Freeport era un paesotto in stile nuova frontiera: una lunga strada principale con ai lati una spruzzata di graziose casette costruite in legno e qualche albergo a conduzione familiare, il mare ad est e la campagna tutt’intorno. Un luogo dall’anima schizofrenica, tanto calmo e poco popolato nei giorni feriali, quanto caotico e pieno di gente nei fine settimana e durante le festività, quando una marea di compulsivi schiavi dello shopping arrivava a bordo di qualunque tipo di mezzo di trasporto per approfittare dei tanti negozi “outlet” per i quali la cittadina era famosa. Gli venne da sorridere la prima volta che vide i visi arrossati, eccitati ed avidi dei visitatori che scrutavano le vetrine.
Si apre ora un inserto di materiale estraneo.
// Grouping and summation. Every dimension goes through the same
// `aggregate` function; only the field selector changes.
use crate::types::{AggregateBucket, NormalizedRow};
use serde::Serialize;
use std::cmp::Ordering;
use std::collections::HashMap;

#[derive(Debug, Clone, Copy, PartialEq, Eq)]
pub enum SortMode {
    /// Descending by summed amount; ties keep first-seen order.
    Amount,
    /// Descending by label, i.e. most recent first for `YYYY-MM` keys.
    Key,
}

/// The standard grouping dimensions of a normalized row.
#[derive(Debug, Clone, Copy, PartialEq, Eq, Hash)]
pub enum GroupKey {
    Client,
    Item,
    Rep,
    Region,
    Category,
    Month,
    Week,
}

impl GroupKey {
    pub fn select(self, row: &NormalizedRow) -> &str {
        match self {
            GroupKey::Client => &row.client,
            GroupKey::Item => &row.item,
            GroupKey::Rep => &row.rep,
            GroupKey::Region => &row.region,
            GroupKey::Category => &row.category,
            GroupKey::Month => &row.month_key,
            GroupKey::Week => &row.week_key,
        }
    }

    pub fn label(self) -> &'static str {
        match self {
            GroupKey::Client => "顧客",
            GroupKey::Item => "商品",
            GroupKey::Rep => "担当者",
            GroupKey::Region => "地域",
            GroupKey::Category => "カテゴリ",
            GroupKey::Month => "月",
            GroupKey::Week => "週",
        }
    }
}

/// Group `rows` by the value `key` selects and sum each group.
///
/// Grouping is exact equality on the selected string. When `with_flags` is
/// set each bucket also counts its design and planning rows.
pub fn aggregate<F>(
    rows: &[NormalizedRow],
    key: F,
    sort: SortMode,
    with_flags: bool,
) -> Vec<AggregateBucket>
where
    F: Fn(&NormalizedRow) -> &str,
{
    let mut index: HashMap<&str, usize> = HashMap::new();
    let mut buckets: Vec<AggregateBucket> = Vec::new();

    for row in rows {
        let label = key(row);
        let slot = *index.entry(label).or_insert_with(|| {
            buckets.push(AggregateBucket::new(label, with_flags));
            buckets.len() - 1
        });
        let bucket = &mut buckets[slot];
        bucket.amount += row.amount;
        bucket.quantity += row.quantity;
        bucket.order_count += 1;
        if let Some(flags) = bucket.flags.as_mut() {
            flags.design += usize::from(row.design);
            flags.planning += usize::from(row.planning);
        }
    }

    // `sort_by` is stable, so equal amounts stay in first-seen order.
    match sort {
        SortMode::Amount => buckets.sort_by(|a, b| {
            b.amount
                .partial_cmp(&a.amount)
                .unwrap_or(Ordering::Equal)
        }),
        SortMode::Key => buckets.sort_by(|a, b| b.label.cmp(&a.label)),
    }
    buckets
}

pub fn aggregate_by(
    rows: &[NormalizedRow],
    key: GroupKey,
    sort: SortMode,
    with_flags: bool,
) -> Vec<AggregateBucket> {
    aggregate(rows, |row| key.select(row), sort, with_flags)
}

/// The bucket lists the dashboard renders and the insight rules read.
#[derive(Debug, Clone, Default, PartialEq, Serialize)]
pub struct Aggregates {
    pub by_client: Vec<AggregateBucket>,
    pub by_item: Vec<AggregateBucket>,
    pub by_rep: Vec<AggregateBucket>,
    pub by_region: Vec<AggregateBucket>,
    pub by_category: Vec<AggregateBucket>,
    pub by_month: Vec<AggregateBucket>,
    pub by_week: Vec<AggregateBucket>,
}

impl Aggregates {
    /// Independent passes over the same rows, one per dimension.
    pub fn build(rows: &[NormalizedRow]) -> Self {
        Self {
            by_client: aggregate_by(rows, GroupKey::Client, SortMode::Amount, true),
            by_item: aggregate_by(rows, GroupKey::Item, SortMode::Amount, false),
            by_rep: aggregate_by(rows, GroupKey::Rep, SortMode::Amount, false),
            by_region: aggregate_by(rows, GroupKey::Region, SortMode::Amount, false),
            by_category: aggregate_by(rows, GroupKey::Category, SortMode::Amount, false),
            by_month: aggregate_by(rows, GroupKey::Month, SortMode::Key, false),
            by_week: aggregate_by(rows, GroupKey::Week, SortMode::Key, false),
        }
    }

    pub fn get(&self, key: GroupKey) -> &[AggregateBucket] {
        match key {
            GroupKey::Client => &self.by_client,
            GroupKey::Item => &self.by_item,
            GroupKey::Rep => &self.by_rep,
            GroupKey::Region => &self.by_region,
            GroupKey::Category => &self.by_category,
            GroupKey::Month => &self.by_month,
            GroupKey::Week => &self.by_week,
        }
    }

    pub fn total_amount(&self) -> f64 {
        self.by_client.iter().map(|b| b.amount).sum()
    }
}
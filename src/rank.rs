use crate::types::AggregateBucket;

/// The first `n` buckets of an already sorted list.
pub fn top_n(buckets: &[AggregateBucket], n: usize) -> &[AggregateBucket] {
    &buckets[..n.min(buckets.len())]
}

/// Mean bucket amount; `0.0` when there are no buckets.
pub fn average_amount(buckets: &[AggregateBucket]) -> f64 {
    if buckets.is_empty() {
        return 0.0;
    }
    buckets.iter().map(|b| b.amount).sum::<f64>() / buckets.len() as f64
}

/// Percentage of `total` that `amount` represents, `None` when undefined.
pub fn share(amount: f64, total: f64) -> Option<f64> {
    let pct = amount / total * 100.0;
    pct.is_finite().then_some(pct)
}

#[derive(Debug, Clone, Copy, PartialEq, Eq)]
pub enum Direction {
    Up,
    Down,
    Flat,
}

#[derive(Debug, Clone, PartialEq)]
pub struct Trend {
    pub latest_label: String,
    pub latest_amount: f64,
    pub previous_label: String,
    pub previous_amount: f64,
    pub delta: f64,
    pub direction: Direction,
    /// `None` when the previous period had no sales.
    pub change_pct: Option<f64>,
}

/// Compare the two most recent periods of a key-sorted bucket list.
pub fn trend(buckets: &[AggregateBucket]) -> Option<Trend> {
    let [latest, previous, ..] = buckets else {
        return None;
    };
    let delta = latest.amount - previous.amount;
    let direction = if delta > 0.0 {
        Direction::Up
    } else if delta < 0.0 {
        Direction::Down
    } else {
        Direction::Flat
    };
    let change_pct = if previous.amount == 0.0 {
        None
    } else {
        share(delta, previous.amount.abs())
    };
    Some(Trend {
        latest_label: latest.label.clone(),
        latest_amount: latest.amount,
        previous_label: previous.label.clone(),
        previous_amount: previous.amount,
        delta,
        direction,
        change_pct,
    })
}
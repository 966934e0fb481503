//! Pushes change-feed events down a WebSocket until either end goes away.

use std::fmt::Display;

use axum::extract::ws::{Message as WsMessage, WebSocket};
use futures_util::{future, Sink, SinkExt, StreamExt};
use serde_json::{Map, Value};

use crate::changes::{RawChange, Subscription};

/// What a client receives for each change.
#[derive(Debug, Clone, Copy, PartialEq, Eq)]
pub enum FeedView {
    /// The whole change event.
    Event,
    /// Only the post-change document.
    FullDocument,
}

#[derive(Debug, Clone, Copy, PartialEq, Eq)]
pub enum PumpExit {
    StreamClosed,
    SinkClosed,
}

#[derive(Debug, thiserror::Error)]
pub enum RelayError {
    #[error("undecodable change event: {0}")]
    Decode(#[from] serde_json::Error),
    #[error("change event carries no full document")]
    MissingFullDocument,
}

fn render(change: &RawChange, view: FeedView) -> Result<String, RelayError> {
    let mut event: Map<String, Value> = serde_json::from_slice(&change.payload)?;
    let out = match view {
        FeedView::Event => Value::Object(event),
        FeedView::FullDocument => event.remove("fullDocument").ok_or(RelayError::MissingFullDocument)?,
    };
    Ok(out.to_string())
}

/// Forward matching changes into `sink` until the feed ends or the sink
/// refuses a frame. Frames that fail to render are skipped.
pub async fn pump<S>(mut sub: Subscription, mut sink: S, view: FeedView) -> PumpExit
where
    S: Sink<String> + Unpin,
    S::Error: Display,
{
    while let Some(change) = sub.next().await {
        let frame = match render(&change, view) {
            Ok(frame) => frame,
            Err(err) => {
                tracing::warn!(%err, key = %change.document_key, "skipping change event");
                continue;
            }
        };

        if let Err(err) = sink.send(frame).await {
            tracing::debug!(%err, filter = ?sub.filter(), "feed client went away");
            return PumpExit::SinkClosed;
        }
    }
    PumpExit::StreamClosed
}

/// Drive one upgraded socket. Returns once the client disconnects or the
/// feed closes; the subscription is released either way.
pub async fn serve(socket: WebSocket, sub: Subscription, view: FeedView) {
    let (sender, mut receiver) = socket.split();
    let sender = sender.with(|text: String| future::ready(Ok::<_, axum::Error>(WsMessage::Text(text.into()))));

    let mut pump_task = tokio::spawn(pump(sub, Box::pin(sender), view));
    let mut read_task = tokio::spawn(async move {
        // push-only: anything the client sends is ignored
        while let Some(Ok(msg)) = receiver.next().await {
            if let WsMessage::Close(_) = msg {
                break;
            }
        }
    });

    tokio::select! {
        exit = &mut pump_task => {
            read_task.abort();
            tracing::debug!(?exit, "feed pump finished");
        }
        _ = &mut read_task => {
            pump_task.abort();
            tracing::debug!("feed client disconnected");
        }
    }
}
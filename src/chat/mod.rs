//! Chat rooms: storage, the embedded message ledger, read projections,
//! random matchmaking and the live feed relay.

pub mod ledger;
pub mod matcher;
pub mod model;
pub mod projector;
pub mod relay;
pub mod store;

pub use ledger::MessageLedger;
pub use matcher::{LeaveOutcome, MatchCoordinator};
pub use model::{Message, NewRoom, Room, RoomPatch};
pub use projector::{MemberProfile, RoomDetail, RoomProjector};
pub use relay::FeedView;
pub use store::RoomStore;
Pensò che assomigliassero a quelli incontratiad Amsterdam, nella zona a luci rosse. L’unica differenza era che nella città olandese i richiami sollecitavano la lussuria ed invece in quel paese si stuzzicava la cupidigia, ma le espressioni vogliose di chi desiderava senza poterselo permettere erano più o meno le stesse. L’affollamento durava dall’orario di apertura degli esercizi commerciali fino a prima della cena. Allora i pullman ripartivano, le automobili lasciavano i parcheggi e tutto si spengeva come un falò che avesse bruciato con impeto fino all’ultimo dollaro per poi acquietarsi in attesa di riprendere vigore con l’arrivo della successiva ondata di potenziali clienti.
Spesso aveva pensato di voltare la pagina del libro della sua esistenza per aprire un capitolo nuovo da scrivere con altre parole, ma non aveva mai avuto né il coraggio né l’occasione per fare il grande balzo finché non lesse l’annuncio dell’Harraseeket Inn: l’albergo offriva un impiego dalle dieci di sera fino alle sei del mattino come “night manager”. Le mansioni non erano chiare, ma l’orario sembrava adattarsi perfettamente al suo ritmo circadiano, col quale non era mai riuscito a sintonizzarsi appieno, e l’idea di farsi pagare per assecondare l’insonnia, gli sembrava tanto assurda quanto invitante. Immaginava che durante la notte il lavoro si sarebbe svolto a rilento, con ampi intervalli di quiete, ed approfittandone avrebbe potuto ritagliarsi abbastanza tempo libero per leggere e scrivere in santa pace. Sarebbe andato a letto all’alba, dopo aver assistito al sorgere del sole, per svegliarsi poi verso mezzogiorno, perdendo solo una parte della mattina che, rinchiuso in qualche ufficio, non avrebbe comunque vissuto. Nel pomeriggio, avrebbe girellato per quel villaggio dove il saluto ricorrente quando ci s’incontrava era un: “Have a nice day!”, e sembrava detto con sincerità. Era consapevole che lo stipendio non sarebbe stato alto, ma non aveva grandi pretese.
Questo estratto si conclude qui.